## Aim of the task
Say how many lines in the material below include "enough". The answer is the number alone.
#### Record excerpts ####
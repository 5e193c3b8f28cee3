//! Buffer Sizes and Memory Constraints
//!
//! The offline store and the per-channel windows are plain arrays sized at
//! compile time. Their footprint on the node:
//!
//! ```text
//! OfflineRingBuffer<50>   50 × Option<Reading> (~40 B) ≈ 2 KB
//! ChannelHistories<10>    5 channels × 10 × f32        = 200 B
//! ```

// ===== OFFLINE STORE =====

/// Hard upper bound on offline ring buffer slots.
///
/// The effective capacity set through `Config` can never exceed this.
/// 50 snapshots covers a little over four minutes of outage at the
/// default 5 s publish cadence.
pub const MAX_BUFFER_SIZE: usize = 50;

/// Effective offline capacity used when no configuration says otherwise.
pub const DEFAULT_BUFFER_CAPACITY: usize = 20;

/// Readings per batch when replaying the offline store.
///
/// Five snapshots serialize to well under 1 KB of JSON, which keeps each
/// broker message inside the transport's packet buffer.
pub const BUFFER_BATCH_SIZE: usize = 5;

// ===== SLIDING WINDOWS =====

/// Samples retained per channel for mean / standard deviation.
///
/// At 1 Hz sampling this is a ten second baseline: short enough to follow
/// slow drift, long enough that a single spike stands out.
pub const HISTORY_SIZE: usize = 10;

/// Maximum length of the device identifier carried in alerts.
pub const MAX_DEVICE_ID_LENGTH: usize = 32;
####
## Output
2